» What to work on
Type out the data below in its entirety, exactly as given.

[Stored data entries]

--

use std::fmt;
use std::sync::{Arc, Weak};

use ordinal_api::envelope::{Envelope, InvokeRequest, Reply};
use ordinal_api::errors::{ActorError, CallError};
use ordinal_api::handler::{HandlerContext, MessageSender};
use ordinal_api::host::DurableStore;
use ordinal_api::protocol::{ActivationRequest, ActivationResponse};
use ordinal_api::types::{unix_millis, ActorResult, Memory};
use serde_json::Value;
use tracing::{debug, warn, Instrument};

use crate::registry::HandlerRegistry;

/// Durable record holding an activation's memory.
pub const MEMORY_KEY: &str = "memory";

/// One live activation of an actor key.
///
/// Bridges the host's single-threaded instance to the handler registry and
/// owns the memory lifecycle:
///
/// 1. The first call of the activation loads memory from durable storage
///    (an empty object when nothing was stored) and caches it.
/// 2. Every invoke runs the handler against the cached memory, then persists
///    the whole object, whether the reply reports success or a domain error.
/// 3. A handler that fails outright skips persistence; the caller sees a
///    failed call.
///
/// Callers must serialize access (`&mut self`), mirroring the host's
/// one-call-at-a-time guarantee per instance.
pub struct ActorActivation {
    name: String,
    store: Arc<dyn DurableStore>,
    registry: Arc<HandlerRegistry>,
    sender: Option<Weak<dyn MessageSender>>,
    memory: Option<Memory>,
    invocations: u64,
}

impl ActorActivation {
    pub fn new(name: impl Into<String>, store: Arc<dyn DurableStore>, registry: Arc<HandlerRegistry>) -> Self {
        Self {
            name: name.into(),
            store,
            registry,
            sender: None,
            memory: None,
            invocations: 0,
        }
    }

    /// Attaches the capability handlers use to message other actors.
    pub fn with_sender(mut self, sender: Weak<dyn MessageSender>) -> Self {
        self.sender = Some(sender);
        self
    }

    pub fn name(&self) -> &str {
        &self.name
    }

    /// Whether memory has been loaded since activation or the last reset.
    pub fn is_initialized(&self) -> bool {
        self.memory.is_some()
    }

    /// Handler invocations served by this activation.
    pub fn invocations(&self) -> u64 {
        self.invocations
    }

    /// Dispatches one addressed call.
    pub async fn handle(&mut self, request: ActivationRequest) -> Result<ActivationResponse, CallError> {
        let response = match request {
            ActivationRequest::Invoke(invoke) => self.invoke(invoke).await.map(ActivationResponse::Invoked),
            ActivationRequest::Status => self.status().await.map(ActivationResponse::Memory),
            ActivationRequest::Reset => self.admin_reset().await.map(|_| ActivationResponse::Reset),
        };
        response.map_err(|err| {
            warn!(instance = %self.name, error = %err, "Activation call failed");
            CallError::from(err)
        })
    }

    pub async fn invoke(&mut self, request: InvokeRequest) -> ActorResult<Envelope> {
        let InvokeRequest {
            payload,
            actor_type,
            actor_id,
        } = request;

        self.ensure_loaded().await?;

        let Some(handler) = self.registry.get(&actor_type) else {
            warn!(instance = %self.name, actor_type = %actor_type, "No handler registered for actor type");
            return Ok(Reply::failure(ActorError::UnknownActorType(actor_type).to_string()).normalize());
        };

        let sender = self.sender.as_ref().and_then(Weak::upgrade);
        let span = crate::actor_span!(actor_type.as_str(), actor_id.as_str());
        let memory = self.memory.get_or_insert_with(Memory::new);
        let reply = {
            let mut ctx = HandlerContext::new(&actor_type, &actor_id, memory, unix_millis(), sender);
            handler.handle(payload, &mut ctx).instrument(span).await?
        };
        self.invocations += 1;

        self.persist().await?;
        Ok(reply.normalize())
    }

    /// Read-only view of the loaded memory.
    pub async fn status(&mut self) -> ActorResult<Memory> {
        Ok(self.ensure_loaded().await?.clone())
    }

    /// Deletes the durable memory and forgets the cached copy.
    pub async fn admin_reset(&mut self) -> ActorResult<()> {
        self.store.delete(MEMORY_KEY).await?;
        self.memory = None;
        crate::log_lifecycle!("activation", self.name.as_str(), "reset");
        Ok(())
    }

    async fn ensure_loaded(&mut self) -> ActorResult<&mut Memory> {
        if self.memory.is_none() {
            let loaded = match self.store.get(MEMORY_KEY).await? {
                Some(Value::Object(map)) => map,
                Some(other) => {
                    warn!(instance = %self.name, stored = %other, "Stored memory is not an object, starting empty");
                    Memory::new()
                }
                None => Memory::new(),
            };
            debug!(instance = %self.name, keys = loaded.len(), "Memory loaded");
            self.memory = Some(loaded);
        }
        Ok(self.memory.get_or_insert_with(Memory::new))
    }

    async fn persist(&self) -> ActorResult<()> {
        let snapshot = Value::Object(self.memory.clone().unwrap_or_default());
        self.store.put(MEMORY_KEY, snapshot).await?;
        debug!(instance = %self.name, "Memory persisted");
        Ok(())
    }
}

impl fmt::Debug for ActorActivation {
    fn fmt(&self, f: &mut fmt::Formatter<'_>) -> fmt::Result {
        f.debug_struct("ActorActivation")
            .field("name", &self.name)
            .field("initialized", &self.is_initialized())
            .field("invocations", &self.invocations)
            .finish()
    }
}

--

» Your response
use std::fmt;
use std::sync::{Arc, Weak};

use ordinal_api::envelope::{Envelope, InvokeRequest, Reply};
use ordinal_api::errors::{ActorError, CallError};
use ordinal_api::handler::{HandlerContext, MessageSender};
use ordinal_api::host::DurableStore;
use ordinal_api::protocol::{ActivationRequest, ActivationResponse};
use ordinal_api::types::{unix_millis, ActorResult, Memory};
use serde_json::Value;
use tracing::{debug, warn, Instrument};

use crate::registry::HandlerRegistry;

/// Durable record holding an activation's memory.
pub const MEMORY_KEY: &str = "memory";

/// One live activation of an actor key.
///
/// Bridges the host's single-threaded instance to the handler registry and
/// owns the memory lifecycle:
///
/// 1. The first call of the activation loads memory from durable storage
///    (an empty object when nothing was stored) and caches it.
/// 2. Every invoke runs the handler against the cached memory, then persists
///    the whole object, whether the reply reports success or a domain error.
/// 3. A handler that fails outright skips persistence; the caller sees a
///    failed call.
///
/// Callers must serialize access (`&mut self`), mirroring the host's
/// one-call-at-a-time guarantee per instance.
pub struct ActorActivation {
    name: String,
    store: Arc<dyn DurableStore>,
    registry: Arc<HandlerRegistry>,
    sender: Option<Weak<dyn MessageSender>>,
    memory: Option<Memory>,
    invocations: u64,
}

impl ActorActivation {
    pub fn new(name: impl Into<String>, store: Arc<dyn DurableStore>, registry: Arc<HandlerRegistry>) -> Self {
        Self {
            name: name.into(),
            store,
            registry,
            sender: None,
            memory: None,
            invocations: 0,
        }
    }

    /// Attaches the capability handlers use to message other actors.
    pub fn with_sender(mut self, sender: Weak<dyn MessageSender>) -> Self {
        self.sender = Some(sender);
        self
    }

    pub fn name(&self) -> &str {
        &self.name
    }

    /// Whether memory has been loaded since activation or the last reset.
    pub fn is_initialized(&self) -> bool {
        self.memory.is_some()
    }

    /// Handler invocations served by this activation.
    pub fn invocations(&self) -> u64 {
        self.invocations
    }

    /// Dispatches one addressed call.
    pub async fn handle(&mut self, request: ActivationRequest) -> Result<ActivationResponse, CallError> {
        let response = match request {
            ActivationRequest::Invoke(invoke) => self.invoke(invoke).await.map(ActivationResponse::Invoked),
            ActivationRequest::Status => self.status().await.map(ActivationResponse::Memory),
            ActivationRequest::Reset => self.admin_reset().await.map(|_| ActivationResponse::Reset),
        };
        response.map_err(|err| {
            warn!(instance = %self.name, error = %err, "Activation call failed");
            CallError::from(err)
        })
    }

    pub async fn invoke(&mut self, request: InvokeRequest) -> ActorResult<Envelope> {
        let InvokeRequest {
            payload,
            actor_type,
            actor_id,
        } = request;

        self.ensure_loaded().await?;

        let Some(handler) = self.registry.get(&actor_type) else {
            warn!(instance = %self.name, actor_type = %actor_type, "No handler registered for actor type");
            return Ok(Reply::failure(ActorError::UnknownActorType(actor_type).to_string()).normalize());
        };

        let sender = self.sender.as_ref().and_then(Weak::upgrade);
        let span = crate::actor_span!(actor_type.as_str(), actor_id.as_str());
        let memory = self.memory.get_or_insert_with(Memory::new);
        let reply = {
            let mut ctx = HandlerContext::new(&actor_type, &actor_id, memory, unix_millis(), sender);
            handler.handle(payload, &mut ctx).instrument(span).await?
        };
        self.invocations += 1;

        self.persist().await?;
        Ok(reply.normalize())
    }

    /// Read-only view of the loaded memory.
    pub async fn status(&mut self) -> ActorResult<Memory> {
        Ok(self.ensure_loaded().await?.clone())
    }

    /// Deletes the durable memory and forgets the cached copy.
    pub async fn admin_reset(&mut self) -> ActorResult<()> {
        self.store.delete(MEMORY_KEY).await?;
        self.memory = None;
        crate::log_lifecycle!("activation", self.name.as_str(), "reset");
        Ok(())
    }

    async fn ensure_loaded(&mut self) -> ActorResult<&mut Memory> {
        if self.memory.is_none() {
            let loaded = match self.store.get(MEMORY_KEY).await? {
                Some(Value::Object(map)) => map,
                Some(other) => {
                    warn!(instance = %self.name, stored = %other, "Stored memory is not an object, starting empty");
                    Memory::new()
                }
                None => Memory::new(),
            };
            debug!(instance = %self.name, keys = loaded.len(), "Memory loaded");
            self.memory = Some(loaded);
        }
        Ok(self.memory.get_or_insert_with(Memory::new))
    }

    async fn persist(&self) -> ActorResult<()> {
        let snapshot = Value::Object(self.memory.clone().unwrap_or_default());
        self.store.put(MEMORY_KEY, snapshot).await?;
        debug!(instance = %self.name, "Memory persisted");
        Ok(())
    }
}

impl fmt::Debug for ActorActivation {
    fn fmt(&self, f: &mut fmt::Formatter<'_>) -> fmt::Result {
        f.debug_struct("ActorActivation")
            .field("name", &self.name)
            .field("initialized", &self.is_initialized())
            .field("invocations", &self.invocations)
            .finish()
    }
}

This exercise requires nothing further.